__EXERCISE DETAILS__:
Go through the data from its first line and retype each line, stopping once the line containing "it read. Two" has been retyped.
··· DATA FOR ANALYSIS ···
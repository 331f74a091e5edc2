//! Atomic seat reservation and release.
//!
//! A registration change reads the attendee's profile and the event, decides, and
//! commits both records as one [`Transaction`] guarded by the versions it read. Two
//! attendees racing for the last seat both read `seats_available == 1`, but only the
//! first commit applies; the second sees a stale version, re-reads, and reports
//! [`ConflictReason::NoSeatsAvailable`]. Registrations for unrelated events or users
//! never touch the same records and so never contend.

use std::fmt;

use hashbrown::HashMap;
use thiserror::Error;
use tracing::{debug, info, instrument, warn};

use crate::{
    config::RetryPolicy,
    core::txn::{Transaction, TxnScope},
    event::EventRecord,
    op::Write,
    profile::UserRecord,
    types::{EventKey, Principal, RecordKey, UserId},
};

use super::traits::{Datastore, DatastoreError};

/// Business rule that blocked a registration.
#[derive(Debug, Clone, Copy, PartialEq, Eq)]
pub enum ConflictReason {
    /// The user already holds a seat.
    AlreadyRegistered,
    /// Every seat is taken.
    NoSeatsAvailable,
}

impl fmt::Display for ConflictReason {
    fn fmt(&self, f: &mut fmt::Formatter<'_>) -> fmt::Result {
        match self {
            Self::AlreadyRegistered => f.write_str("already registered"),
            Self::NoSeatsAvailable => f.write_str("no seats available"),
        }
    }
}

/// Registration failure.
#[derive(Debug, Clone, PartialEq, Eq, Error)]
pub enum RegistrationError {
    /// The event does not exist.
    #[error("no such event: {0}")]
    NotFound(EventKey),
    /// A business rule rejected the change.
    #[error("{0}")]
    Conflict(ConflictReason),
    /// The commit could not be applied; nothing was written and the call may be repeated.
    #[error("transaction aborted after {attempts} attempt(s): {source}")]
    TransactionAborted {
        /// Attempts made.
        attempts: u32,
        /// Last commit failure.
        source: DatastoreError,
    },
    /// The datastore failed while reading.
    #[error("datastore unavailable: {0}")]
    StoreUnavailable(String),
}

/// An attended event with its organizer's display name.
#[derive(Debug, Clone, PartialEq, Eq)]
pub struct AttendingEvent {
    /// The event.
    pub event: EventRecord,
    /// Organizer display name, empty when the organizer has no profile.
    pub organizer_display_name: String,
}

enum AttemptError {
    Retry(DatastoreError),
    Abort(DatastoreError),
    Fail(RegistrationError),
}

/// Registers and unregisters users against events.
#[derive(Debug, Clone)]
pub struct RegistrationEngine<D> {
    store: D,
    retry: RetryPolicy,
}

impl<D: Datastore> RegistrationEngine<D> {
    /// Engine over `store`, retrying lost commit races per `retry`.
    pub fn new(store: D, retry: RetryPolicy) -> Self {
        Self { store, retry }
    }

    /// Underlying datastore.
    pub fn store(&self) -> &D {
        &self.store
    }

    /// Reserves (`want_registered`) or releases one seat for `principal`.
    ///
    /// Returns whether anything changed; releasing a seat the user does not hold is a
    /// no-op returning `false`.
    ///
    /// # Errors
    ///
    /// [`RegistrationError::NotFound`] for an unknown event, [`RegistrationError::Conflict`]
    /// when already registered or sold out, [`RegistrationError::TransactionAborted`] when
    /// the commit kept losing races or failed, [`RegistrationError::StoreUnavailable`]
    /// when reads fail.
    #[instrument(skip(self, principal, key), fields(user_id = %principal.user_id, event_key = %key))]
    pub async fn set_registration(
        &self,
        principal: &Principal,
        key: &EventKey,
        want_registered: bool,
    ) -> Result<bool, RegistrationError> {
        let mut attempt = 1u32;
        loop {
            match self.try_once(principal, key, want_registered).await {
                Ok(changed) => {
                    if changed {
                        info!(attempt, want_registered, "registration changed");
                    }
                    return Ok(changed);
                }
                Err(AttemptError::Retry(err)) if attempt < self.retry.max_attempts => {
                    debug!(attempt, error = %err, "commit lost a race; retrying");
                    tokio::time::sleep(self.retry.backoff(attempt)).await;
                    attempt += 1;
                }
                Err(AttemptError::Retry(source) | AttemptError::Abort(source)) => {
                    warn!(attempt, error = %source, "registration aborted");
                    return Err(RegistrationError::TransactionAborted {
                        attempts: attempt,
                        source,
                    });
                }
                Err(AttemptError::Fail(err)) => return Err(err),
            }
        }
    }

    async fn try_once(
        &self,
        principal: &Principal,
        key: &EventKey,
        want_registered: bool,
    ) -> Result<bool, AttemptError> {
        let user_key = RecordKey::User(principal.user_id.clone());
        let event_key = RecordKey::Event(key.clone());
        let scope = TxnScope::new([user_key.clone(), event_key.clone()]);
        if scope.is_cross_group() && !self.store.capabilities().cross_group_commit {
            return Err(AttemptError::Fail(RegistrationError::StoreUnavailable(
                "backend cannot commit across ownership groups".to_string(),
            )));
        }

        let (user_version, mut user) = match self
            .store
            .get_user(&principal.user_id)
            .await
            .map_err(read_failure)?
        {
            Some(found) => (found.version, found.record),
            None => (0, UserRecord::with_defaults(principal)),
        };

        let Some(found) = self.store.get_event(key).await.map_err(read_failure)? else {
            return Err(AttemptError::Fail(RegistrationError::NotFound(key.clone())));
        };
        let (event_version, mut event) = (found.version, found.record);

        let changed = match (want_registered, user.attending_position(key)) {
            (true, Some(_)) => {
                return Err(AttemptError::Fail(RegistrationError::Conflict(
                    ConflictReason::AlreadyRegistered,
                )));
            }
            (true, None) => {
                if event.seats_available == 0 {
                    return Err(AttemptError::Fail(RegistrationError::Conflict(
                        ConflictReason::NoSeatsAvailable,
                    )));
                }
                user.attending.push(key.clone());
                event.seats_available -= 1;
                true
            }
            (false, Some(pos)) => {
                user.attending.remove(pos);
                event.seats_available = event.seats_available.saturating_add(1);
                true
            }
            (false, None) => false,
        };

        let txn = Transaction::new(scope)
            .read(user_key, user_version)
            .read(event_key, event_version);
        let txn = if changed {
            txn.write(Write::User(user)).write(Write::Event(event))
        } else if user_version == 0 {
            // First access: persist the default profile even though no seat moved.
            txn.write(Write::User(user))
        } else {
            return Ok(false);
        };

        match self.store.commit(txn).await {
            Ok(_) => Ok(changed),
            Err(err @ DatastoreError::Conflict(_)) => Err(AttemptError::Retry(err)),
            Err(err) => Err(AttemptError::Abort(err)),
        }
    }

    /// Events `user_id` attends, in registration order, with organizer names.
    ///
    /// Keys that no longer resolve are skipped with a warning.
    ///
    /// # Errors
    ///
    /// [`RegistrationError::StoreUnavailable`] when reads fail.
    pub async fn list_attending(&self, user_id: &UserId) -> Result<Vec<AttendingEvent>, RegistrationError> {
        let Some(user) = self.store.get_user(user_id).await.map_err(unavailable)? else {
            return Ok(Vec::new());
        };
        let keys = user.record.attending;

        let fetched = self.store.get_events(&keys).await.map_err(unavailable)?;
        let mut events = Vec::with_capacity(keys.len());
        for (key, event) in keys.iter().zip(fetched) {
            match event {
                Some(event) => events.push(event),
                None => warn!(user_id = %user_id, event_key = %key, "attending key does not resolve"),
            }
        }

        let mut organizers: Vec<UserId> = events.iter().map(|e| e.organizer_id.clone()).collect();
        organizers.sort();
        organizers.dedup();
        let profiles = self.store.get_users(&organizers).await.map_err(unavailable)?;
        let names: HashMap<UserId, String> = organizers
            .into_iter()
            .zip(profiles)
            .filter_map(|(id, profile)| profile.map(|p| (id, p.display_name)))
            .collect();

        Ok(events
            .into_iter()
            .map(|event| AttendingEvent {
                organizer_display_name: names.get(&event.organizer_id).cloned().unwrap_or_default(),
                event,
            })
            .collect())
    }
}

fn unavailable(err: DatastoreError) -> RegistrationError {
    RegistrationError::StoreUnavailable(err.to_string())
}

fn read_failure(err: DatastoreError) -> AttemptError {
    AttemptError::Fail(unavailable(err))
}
···
__RESPONSE FOR THIS EXERCISE__:
repository 331f74a091e5edc2
//! Atomic seat reservation and release.
//!
//! A registration change reads the attendee's profile and the event, decides, and
//! commits both records as one [`Transaction`] guarded by the versions it read. Two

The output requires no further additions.